Its launch roughly correlated with the decline, But Dryad said: "There appears to be little tangible evidence of causation as it would be logical to expect a high number of piratical incidents to continue, albeit marked by an increasing number of successful counter-piracy operations."

The SPOMO Act gave Nigeria a leadership position by providing a legislative framework to support the prosecution of maritime crime.

However, Dryad said the "absence of data indicating a tangible and sustained engagement of assets in the interruption of offshore acts of piracy" suggested that both the act and Deep Blue were "far from solely responsible for the dramatic decline in piracy ".

Dryad Global analyst Casper Goldman warned earlier this year of the risk that Nigeria's anti-piracy plan may not work. Photo: Dryad Global

Incident volumes had already radically departed from the established trend in the months prior to the launch of Deep Blue, it said, and the success of operations under SPOMO may not be known until later.

Dryad also said there was no tangible improvement in onshore conditions, such as poverty, unemployment, weak governance and corruption, that create fertile grounds to drive disenfranchised young men towards piracy to argue that there has been any reduction of intent to engage in it.

"Such is the potency of poverty; individuals are rarely deterred from engaging in crime solely because of increased resources aimed at combatting such crimes," Dryad argued.

The presence of naval ships put pressure on attacks, but disenfranchised young men were only incentivised away from East African piracy from Somali coastal communities after the launch of onshore economic development schemes.

Throughout 2021 there has been little substantive improvement in economic conditions throughout the Niger Delta states with the situation compounded by the impact of the Covid-19 pandemic.

The year has seen an increase in attacks on local riverine populations and a new militant grouping under the aegis of the Bayan-Men unleashing a campaign of violence against multinational oil companies.

The prevailing trends until 2021 also indicated an increase in the capability of pirate action groups to adapt to enhanced security by conducting operations further offshore.

But Dryad argued there was some indication that Deep Blue may have affected the potential for piracy through ineffectual governance and corruption.

"It is here that the greatest impact upon 2021 piracy statistics is likely to be found," it said, arguing that the legitimacy of corruption within governance is deeply ingrained within the southern Delta states.

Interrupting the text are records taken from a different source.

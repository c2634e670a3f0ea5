//! The map view host: keeps the draw mode, the geometry store, the marker and
//! the engine's interactions consistent with each other.
//!
//! # Lifecycle
//!
//! ```text
//! ┌───────────────┐  init   ┌─────────┐  dispose  ┌──────────┐
//! │ Uninitialized ├────────►│  Ready  ├──────────►│ Disposed │
//! └───────────────┘         └──┬───▲──┘           └──────────┘
//!                              │   │ set_mode
//!                              └───┘
//! ```
//!
//! While `Ready` the host owns at most one draw interaction handle. Every mode
//! change detaches the old handle before a new one is attached, so the engine
//! never carries two draw interactions at once. The modify interaction is
//! attached once by `init` and stays until `dispose`.
//!
//! # Example
//!
//! ```rust
//! use map_draw::{DrawMode, MapConfig, MapViewHost};
//! use map_draw::engine::HeadlessEngine;
//!
//! let mut host = MapViewHost::new(HeadlessEngine::new(), MapConfig::default());
//! host.init().expect("mount target exists");
//! host.set_mode(DrawMode::Polygon).unwrap();
//! assert!(host.active_draw_interaction().is_some());
//! ```
use log::{debug, info, warn};

use crate::config::MapConfig;
use crate::engine::{
    InteractionId, InteractionSpec, LayerId, LayerSpec, MapEngine, MountTarget, OverlayId,
    OverlaySpec, TileSource,
};
use crate::error::MapError;
use crate::event::{DrawnFeature, EngineEvent, EventBus, MapViewEvent};
use crate::geometry::{Coordinate, GeometryKind};
use crate::marker::MarkerController;
use crate::mode::{DrawMode, DrawModeController};
use crate::store::GeometryStore;

/// The draw interaction currently attached, and what it was configured for
#[derive(Debug, Clone, Copy, PartialEq, Eq)]
pub struct DrawBinding {
    pub interaction: InteractionId,
    pub kind: GeometryKind,
}

/// Handles of everything `init` attached to the engine
#[derive(Debug)]
pub struct Attachments {
    base_layer: LayerId,
    vector_layer: LayerId,
    marker: OverlayId,
    modify: InteractionId,
    draw: Option<DrawBinding>,
}

#[derive(Debug, Default)]
pub enum HostState {
    #[default]
    Uninitialized,
    Ready(Attachments),
    Disposed,
}

impl HostState {
    pub fn name(&self) -> &'static str {
        match self {
            Self::Uninitialized => "Uninitialized",
            Self::Ready(_) => "Ready",
            Self::Disposed => "Disposed",
        }
    }
}

#[derive(Debug)]
pub struct MapViewHost<E: MapEngine> {
    engine: E,
    config: MapConfig,
    state: HostState,
    modes: DrawModeController,
    store: GeometryStore,
    marker: MarkerController,
    event_bus: EventBus,
}

impl<E: MapEngine> MapViewHost<E> {
    /// Creates a host in the `Uninitialized` state
    pub fn new(engine: E, config: MapConfig) -> Self {
        Self {
            engine,
            config,
            state: HostState::Uninitialized,
            modes: DrawModeController::new(),
            store: GeometryStore::new(),
            marker: MarkerController::new(),
            event_bus: EventBus::new(),
        }
    }

    /// Mounts the map surface and attaches the base layer, the vector layer,
    /// the marker overlay and the modify interaction.
    ///
    /// A mode selected before `init` gets its draw interaction attached here.
    ///
    /// # Errors
    ///
    /// `MapError::InitializationFailure` if the engine cannot mount on the
    /// configured target. The host stays `Uninitialized` and `init` may be
    /// retried.
    pub fn init(&mut self) -> Result<(), MapError> {
        match self.state {
            HostState::Uninitialized => {}
            HostState::Ready(_) => return Err(MapError::AlreadyInitialized),
            HostState::Disposed => return Err(MapError::Disposed),
        }

        let target = MountTarget::new(self.config.mount_target.clone());
        self.engine
            .mount(&target)
            .map_err(|e| MapError::InitializationFailure {
                target: target.id.clone(),
                reason: e.to_string(),
            })?;

        let base_layer = self.engine.add_layer(LayerSpec::Tiles {
            source: TileSource::OpenStreetMap,
        });
        let vector_layer = self.engine.add_layer(LayerSpec::Vector {
            style: self.config.style.clone(),
            wrap_x: self.config.wrap_x,
        });
        let marker = self.engine.add_overlay(OverlaySpec {
            marker: self.config.marker.clone(),
        });
        let modify = self.engine.add_interaction(InteractionSpec::Modify);

        let mut attachments = Attachments {
            base_layer,
            vector_layer,
            marker,
            modify,
            draw: None,
        };
        Self::rewire(&mut self.engine, &mut attachments, self.modes.mode());
        self.state = HostState::Ready(attachments);

        info!(
            "map view ready on '{}' (mode: {})",
            target.id,
            self.modes.mode().name()
        );
        Ok(())
    }

    /// Selects the draw mode, re-wiring the draw interaction if it changed.
    ///
    /// Selecting the current mode again does nothing.
    pub fn set_mode(&mut self, mode: DrawMode) -> Result<(), MapError> {
        if matches!(self.state, HostState::Disposed) {
            return Err(MapError::Disposed);
        }
        let Some(old) = self.modes.set_mode(mode) else {
            return Ok(());
        };

        info!("draw mode changed: {} -> {}", old.name(), mode.name());
        if let HostState::Ready(attachments) = &mut self.state {
            Self::rewire(&mut self.engine, attachments, mode);
        }
        self.event_bus.emit(MapViewEvent::ModeChanged { old, new: mode });
        Ok(())
    }

    /// Detach the current draw interaction, then attach one for `mode`
    fn rewire(engine: &mut E, attachments: &mut Attachments, mode: DrawMode) {
        if let Some(old) = attachments.draw.take() {
            debug!("detaching {} draw interaction {:?}", old.kind.name(), old.interaction);
            engine.remove_interaction(old.interaction);
        }
        attachments.draw = mode.geometry_kind().map(|kind| {
            let interaction = engine.add_interaction(InteractionSpec::Draw { kind });
            debug!("attached {} draw interaction {:?}", kind.name(), interaction);
            DrawBinding { interaction, kind }
        });
    }

    /// Feed one engine event into the host.
    ///
    /// Returns the drawn feature when the event finished a draw whose
    /// coordinates could be extracted.
    pub fn handle_event(&mut self, event: EngineEvent) -> Option<DrawnFeature> {
        let HostState::Ready(attachments) = &self.state else {
            debug!("ignoring {:?} while {}", event, self.state.name());
            return None;
        };

        match event {
            EngineEvent::MapClick(coordinate) => {
                self.marker.on_map_click(coordinate);
                self.engine
                    .set_overlay_position(attachments.marker, Some(coordinate));
                self.event_bus.emit(MapViewEvent::MarkerMoved {
                    position: coordinate,
                });
                None
            }
            EngineEvent::DrawComplete {
                interaction,
                geometry,
            } => {
                let binding = match attachments.draw {
                    Some(binding) if binding.interaction == interaction => binding,
                    _ => {
                        debug!("dropping draw-complete from detached interaction {:?}", interaction);
                        return None;
                    }
                };

                let coordinates = geometry.extract_coordinates();
                let id = self.store.add(geometry);
                match coordinates {
                    Ok(coordinates) => {
                        info!("Coordinates: {:?}", coordinates);
                        let drawn = DrawnFeature {
                            id,
                            kind: binding.kind,
                            coordinates,
                        };
                        self.event_bus.emit(MapViewEvent::FeatureDrawn(drawn.clone()));
                        Some(drawn)
                    }
                    Err(e) => {
                        warn!("feature {} stored without coordinates: {}", id, e);
                        None
                    }
                }
            }
            EngineEvent::VertexMoved {
                feature,
                vertex,
                to,
            } => {
                if self.store.move_vertex(feature, vertex, to) {
                    self.event_bus.emit(MapViewEvent::FeatureModified { id: feature });
                } else {
                    warn!("modify interaction moved unknown vertex {:?} of {}", vertex, feature);
                }
                None
            }
        }
    }

    /// Tears the map down: detaches every interaction, overlay and layer,
    /// unmounts the surface and clears the store. Irreversible.
    pub fn dispose(&mut self) {
        match std::mem::replace(&mut self.state, HostState::Disposed) {
            HostState::Ready(attachments) => {
                if let Some(draw) = attachments.draw {
                    self.engine.remove_interaction(draw.interaction);
                }
                self.engine.remove_interaction(attachments.modify);
                self.engine.remove_overlay(attachments.marker);
                self.engine.remove_layer(attachments.vector_layer);
                self.engine.remove_layer(attachments.base_layer);
                self.engine.unmount();
                self.store.clear();
                info!("map view disposed");
                self.event_bus.emit(MapViewEvent::Disposed);
            }
            HostState::Uninitialized => {
                self.event_bus.emit(MapViewEvent::Disposed);
            }
            HostState::Disposed => {}
        }
    }

    pub fn mode(&self) -> DrawMode {
        self.modes.mode()
    }

    pub fn state(&self) -> &HostState {
        &self.state
    }

    pub fn is_ready(&self) -> bool {
        matches!(self.state, HostState::Ready(_))
    }

    pub fn active_draw(&self) -> Option<DrawBinding> {
        match &self.state {
            HostState::Ready(attachments) => attachments.draw,
            _ => None,
        }
    }

    pub fn active_draw_interaction(&self) -> Option<InteractionId> {
        self.active_draw().map(|d| d.interaction)
    }

    pub fn modify_interaction(&self) -> Option<InteractionId> {
        match &self.state {
            HostState::Ready(attachments) => Some(attachments.modify),
            _ => None,
        }
    }

    pub fn marker_overlay(&self) -> Option<OverlayId> {
        match &self.state {
            HostState::Ready(attachments) => Some(attachments.marker),
            _ => None,
        }
    }

    pub fn marker_position(&self) -> Option<Coordinate> {
        self.marker.position()
    }

    pub fn store(&self) -> &GeometryStore {
        &self.store
    }

    pub fn engine(&self) -> &E {
        &self.engine
    }

    pub fn engine_mut(&mut self) -> &mut E {
        &mut self.engine
    }

    pub fn event_bus(&self) -> &EventBus {
        &self.event_bus
    }
}

impl MapViewHost<crate::engine::EguiMapEngine> {
    /// Render the map viewport and process the frame's input
    pub fn show(&mut self, ui: &mut egui::Ui) -> Vec<DrawnFeature> {
        let height = self.config.viewport_height;
        let events = self.engine.ui(ui, &self.store, height);
        events
            .into_iter()
            .filter_map(|event| self.handle_event(event))
            .collect()
    }
}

That allowed piracy, as a form of serious organised crime, to occupy a 'grey space' between legitimate enterprise and criminal networks with members holding positions in business or local government, Dryad said, and led to "a vast network of criminality that spans narcotics and pharmaceutical product smuggling, illegal fuel bunkering, militancy, and piracy".

Inaugurated by President Buhari, Deep Blue may have disrupted this by increasing the level of domestic and international political focus.

"Such a focus is highly likely to have had a detrimental impact on the freedom of movement and operations of those who occupy the described grey space of legitimacy in the southern Delta," Dryad said.

With Nigeria calling for an end to war risk premiums for vessels operating in its waters, there is a great deal of political investment in the success of Deep Blue, it added, but warned the changes may not be permanent.